Monday, September 21, 2009

Magnificent, Marvellous, Mighty Monday and Ariadne Oliver


Completing my tribute to Agatha Christie, it would be remiss of me not to mention another of my favourite characters: Ariadne Oliver.

Based on Agatha herself (as Agatha admitted in interviews), Ariadne is a fascinating insight into Agatha's own thoughts on the crime-writing genre and her fictional characters.

Eccentric, flamboyant, feisty and opinionated, Ariadne is worlds away from Miss Marple but is good friends with Poirot and assists him (in her bumbling fashion) to solve crimes with her (frequently misplaced) 'feminine intuition'. You get the feeling Agatha had a lot of fun writing this larger-than-life character who closely echoed Agatha's own thoughts and feelings on the craft of mystery writing.

My imagination conjured a large and rather dowdy woman when I was reading the books and so I loved the more glamorous interpretation the recent Poirot episodes brought to the character with Zoe Wanamaker wearing thirties-style dresses and exotic hairpieces.

Ariadne is a lovable, very human character who reveals Agatha Christie herself to us with twinkling eyes.
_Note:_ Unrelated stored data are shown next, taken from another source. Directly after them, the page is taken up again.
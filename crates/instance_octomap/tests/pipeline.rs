//! End-to-end scans through `InstanceMapper`.

use std::collections::{HashMap, HashSet};
use std::time::{Duration, SystemTime};

use glam::{DAffine3, DVec3};
use instance_octomap::{
  CameraIntrinsics, ClassEntry, InstanceId, InstanceMapper, LabelImage, MapError, MapperConfig,
  NoEntryRules, ObjectClass, PointCloud, PublishRequest, RenderRequest, RenderService, Scan,
  ScanOutcome, ScanOutput, VoxelOctree, BACKGROUND_ID, UNCERTAIN_ID,
};

const SIZE: usize = 16;
const MUG: u32 = 41;

fn config() -> MapperConfig {
  let mut config = MapperConfig::default();
  config.classes.classes.push(ClassEntry {
    id: MUG,
    name: "mug".into(),
    pitch: 0.01,
  });
  config
}

fn intrinsics() -> CameraIntrinsics {
  CameraIntrinsics {
    fx: SIZE as f64 / 2.0,
    fy: SIZE as f64 / 2.0,
    cx: (SIZE as f64 - 1.0) / 2.0,
    cy: (SIZE as f64 - 1.0) / 2.0,
  }
}

fn in_mug(row: usize, col: usize) -> bool {
  (6..10).contains(&row) && (6..10).contains(&col)
}

/// A mug at depth 1 in front of a wall at depth 2, segmented as `transient`.
fn tabletop_scan(transient: InstanceId) -> Scan {
  let intrinsics = intrinsics();
  let mut points = Vec::with_capacity(SIZE * SIZE);
  let mut labels = LabelImage::unlabeled(SIZE, SIZE);
  for row in 0..SIZE {
    for col in 0..SIZE {
      let ray = intrinsics.back_project(row, col);
      if in_mug(row, col) {
        points.push(ray * 1.0);
        labels.set(row, col, transient);
      } else {
        points.push(ray * 2.0);
        labels.set(row, col, BACKGROUND_ID);
      }
    }
  }
  Scan {
    stamp: SystemTime::now(),
    sensor_to_world: DAffine3::IDENTITY,
    intrinsics,
    cloud: PointCloud::new(SIZE, SIZE, points),
    labels,
    classes: HashMap::from([(transient, MUG)]),
  }
}

fn processed(outcome: ScanOutcome) -> ScanOutput {
  match outcome {
    ScanOutcome::Processed(output) => *output,
    other => panic!("expected a processed scan, got {:?}", other),
  }
}

#[test]
fn tracked_object_keeps_identity_across_scans() {
  let mut mapper = InstanceMapper::new(config()).unwrap();
  let mug_point = intrinsics().back_project(6, 6);

  let mut previous_bbox = None;
  let mut previous_occupancy = 0.0;
  for transient in [5, 9, 2] {
    let output = processed(mapper.process_scan(tabletop_scan(transient)).unwrap());
    assert_eq!(output.mapping.get(&transient), Some(&0));
    assert_eq!(
      output.classes,
      vec![ObjectClass {
        instance_id: 0,
        class_id: MUG,
        confidence: 1.0
      }]
    );

    let entry = mapper.store().get(0).unwrap();
    let bbox = entry.bbox().unwrap();
    if let Some(previous) = previous_bbox {
      assert!(bbox.contains(&previous));
    }
    previous_bbox = Some(bbox);

    let occupancy = entry.tree().occupancy_at(mug_point).unwrap();
    assert!(occupancy >= previous_occupancy);
    previous_occupancy = occupancy;
  }
  assert_eq!(mapper.tracker().next_id(), 1);
  assert_eq!(mapper.store().len(), 2);

  // The wall is background, the space in front of it is free.
  let background = mapper.store().background().unwrap();
  let wall = intrinsics().back_project(0, 0) * 2.0;
  assert!(background.occupancy_at(wall).unwrap() > 0.5);
  assert!(background.occupancy_at(wall * 0.43).unwrap() < 0.5);
}

#[test]
fn grids_are_in_range_and_disjoint() {
  let mut config = config();
  config.noentry = NoEntryRules {
    ground_as_noentry: true,
    free_as_noentry: true,
  };
  // Sensor one metre above the ground looking down.
  let pose = DAffine3::from_translation(DVec3::new(0.0, 0.0, 1.0))
    * DAffine3::from_rotation_x(std::f64::consts::PI);
  let mut mapper = InstanceMapper::new(config).unwrap();

  for transient in [5, 6] {
    let mut scan = tabletop_scan(transient);
    scan.sensor_to_world = pose;
    let output = processed(mapper.process_scan(scan).unwrap());
    assert_eq!(output.grids.len(), output.grids_noentry.len());
    for (occupied, noentry) in output.grids.iter().zip(&output.grids_noentry) {
      assert_eq!(occupied.instance_id, noentry.instance_id);
      assert_eq!(occupied.dims, [32, 32, 32]);
      assert!(!occupied.is_empty());
      assert!(!noentry.is_empty());
      let occupied_cells: HashSet<u32> = occupied.indices.iter().copied().collect();
      for &index in occupied.indices.iter().chain(&noentry.indices) {
        assert!(index < 32 * 32 * 32);
      }
      assert!(noentry
        .indices
        .iter()
        .all(|index| !occupied_cells.contains(index)));
    }
  }
}

#[test]
fn reset_empties_map_and_rejects_older_scans() {
  let mut mapper = InstanceMapper::new(config()).unwrap();
  processed(mapper.process_scan(tabletop_scan(5)).unwrap());
  assert!(!mapper.store().is_empty());

  let old = tabletop_scan(5);
  std::thread::sleep(Duration::from_millis(5));
  mapper.reset();
  assert!(mapper.store().is_empty());

  assert!(matches!(mapper.process_scan(old).unwrap(), ScanOutcome::Stale));
  assert!(mapper.store().is_empty());
  assert!(mapper.class_summary().is_empty());
}

#[test]
fn unknown_class_fails_without_mutation() {
  let mut mapper = InstanceMapper::new(config()).unwrap();
  processed(mapper.process_scan(tabletop_scan(5)).unwrap());
  let nodes_before: Vec<usize> = mapper
    .store()
    .iter()
    .map(|(_, entry)| entry.tree().node_count())
    .collect();

  // A second object without a class entry.
  let mut scan = tabletop_scan(5);
  scan.labels.set(0, 0, 77);
  scan.labels.set(0, 1, 77);
  let result = mapper.process_scan(scan);
  assert!(matches!(
    result,
    Err(MapError::UnknownInstanceClass { instance_id: 1 })
  ));
  let nodes_after: Vec<usize> = mapper
    .store()
    .iter()
    .map(|(_, entry)| entry.tree().node_count())
    .collect();
  assert_eq!(nodes_before, nodes_after);
  assert_eq!(mapper.store().len(), 2);
}

#[test]
fn published_binary_map_decodes() {
  let mut mapper = InstanceMapper::new(config()).unwrap();
  mapper.set_publish_request(PublishRequest {
    binary_map: true,
    ..Default::default()
  });
  let output = processed(mapper.process_scan(tabletop_scan(5)).unwrap());
  let bytes = output.published.binary_map.unwrap();
  let decoded =
    VoxelOctree::read_binary(&mut bytes.as_slice(), &mapper.config().sensor_model).unwrap();

  let wall = intrinsics().back_project(0, 0) * 2.0;
  assert!(decoded.occupancy_at(wall).unwrap() > 0.5);
  assert_eq!(decoded.pitch(), mapper.config().resolution);
}

/// A renderer that never predicts anything.
struct BlindRenderer;

impl RenderService for BlindRenderer {
  fn render(&self, request: &RenderRequest) -> instance_octomap::Result<LabelImage> {
    Ok(LabelImage::filled(request.width, request.height, UNCERTAIN_ID))
  }
}

/// Without predictions every region is new; ids are never reused.
#[test]
fn ids_are_allocated_monotonically() {
  let config = MapperConfig {
    use_render_service: true,
    ..config()
  };
  let mut mapper = InstanceMapper::with_render_service(config, BlindRenderer).unwrap();
  let mut seen = Vec::new();
  for _ in 0..3 {
    let output = processed(mapper.process_scan(tabletop_scan(5)).unwrap());
    seen.push(output.mapping[&5]);
  }
  assert_eq!(seen, vec![0, 1, 2]);
  assert_eq!(mapper.store().ids().collect::<Vec<_>>(), vec![BACKGROUND_ID, 0, 1, 2]);
  assert_eq!(mapper.class_summary().len(), 3);
}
When Ariadne berates the fans who write to her about trivial mistakes, or shrieks how much she hates her creation the Finnish detective Sven Hjerson, we can enjoy the joke.

And so three cheers for middle-aged mystery novelists struggling with weight gain and apple addictions, having to deal with the demands of publishers and over-zealous fans whilst they attempt to wrestle with plots and murder most foul.

Three cheers for Araidne Oliver and three more for the Queen of Crime herself - Agatha Christie!

“I like living. I have sometimes been wildly, despairingly, acutely
miserable, racked with sorrow, but through it all I still know quite
certainly that just to be alive is a grand thing.”